Du bist für mich mehr als irgendjemand. Dir würde ich meine Geheimnisse anvertrauen. Dir würde ich alles geben, was ich habe: mich. Zugegebenermaßen ist das nicht viel, aber mehr, als die meisten anzubieten haben. Und ja, daran bist du auch schuld.

So schnell vergesse ich das nicht, mein Sonnenschein. Ja, ich bin eigentlich mehr ein Nachtmensch. Aber du bist meine Sonne. Du gibst mir Wärme und Energie. Du bist die Sonne in meiner Galaxie. Mich stimmt nur ein wenig traurig, dass ich im Augenblick nur die Nummer 3 bin. Dir ist das natürlich nicht bewusst, wie sollte es auch? Ich sage dir ja nicht, was du für mich bist. Und auch daran bist du schuld. Du machst aus mir einfach einen Menschen: klein, verletzlich, ohne Schutz.

Und so bin ich, seit einiger Zeit, nur noch Mensch. Die gottgleiche Selbstsicherheit ist von mir abgefallem: ich bin ich. Manchmal habe ich das Gefühl, dass du in mir liest wie in einem offenem Buch. Du durchschaust meine Spielereien, führst mich zur Ehrlichkeit dir gegenüber. Ehrlichkeit dir gegenüber bedeutet natürlich auch, dass ich ehrlich mir selbst gegenüber bin. Und deshalb bist du schuld an meiner Selbsterkenntnis.
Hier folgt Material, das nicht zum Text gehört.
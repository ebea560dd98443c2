use ferrotrade_strategy::{StrategyConfig, StrategyId, StrategyRegistry};

#[test]
fn strategy_config_loads_its_frequency_and_parameters() {
    let json = r#"{
        "id": "dual-supertrend-aapl",
        "freq": "5min",
        "parameters": {"short_n": 10, "long_n": 20, "risk_multiplier": 1.5}
    }"#;
    let config: StrategyConfig = serde_json::from_str(json).expect("valid config document");
    assert_eq!(config.id, StrategyId::new("dual-supertrend-aapl"));
    assert_eq!(config.frequency().expect("valid frequency").to_string(), "5min");

    #[derive(serde::Deserialize)]
    struct Params {
        short_n: u32,
        long_n: u32,
    }
    let params: Params = config.parameters_as().expect("parameters deserialize");
    assert_eq!(params.short_n, 10);
    assert_eq!(params.long_n, 20);
}

#[test]
fn registry_keeps_each_strategy_instance_distinct() {
    let mut registry: StrategyRegistry<u32> = StrategyRegistry::new();
    let a = StrategyId::new("a");
    let b = StrategyId::new("b");
    registry.register(a.clone(), 1);
    registry.register(b.clone(), 2);

    assert_eq!(registry.get(&a), Some(&1));
    assert_eq!(registry.get(&b), Some(&2));
    assert_eq!(registry.remove(&a), Some(1));
    assert!(registry.get(&a).is_none());
}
Ich wollte das nicht. Ich wollte das Dilemma nicht sehen, nicht erkennen müssen. Danke nochmal für diesen Fluch. Danke für meine Schlafstörungen. Danke für meine Gedanken.

Das letzte ist ehrlich gemeint. So schlecht sind die Gedanken ja nun auch nicht. Immerhin kommst du darin vor. Sogar recht häufig. Eigentlich wüsste ich nicht, was ich ohne dich machen würde. Obwohl du schuldig bist (mein inneres Gericht hat bereits geurteilt), mag ich dich. Mehr noch: DU bist diejenigen, die mir den Schlaf stiehlt, neben dir verblasst alles irdische. Vielleicht schafft es die Sonne oder ein Engel, dir gleichzukommen. Aber so ganz sicher bin ich da auch nicht.

Nur eins ist sicher: DU bist schuld. Schuld an dem ganzen Mist, schuld an meiner Unsicherheit, schuld an meinen Gedanken, vor allem aber schuld daran, dass ich mir Blasen an den Füßen gelaufen habe.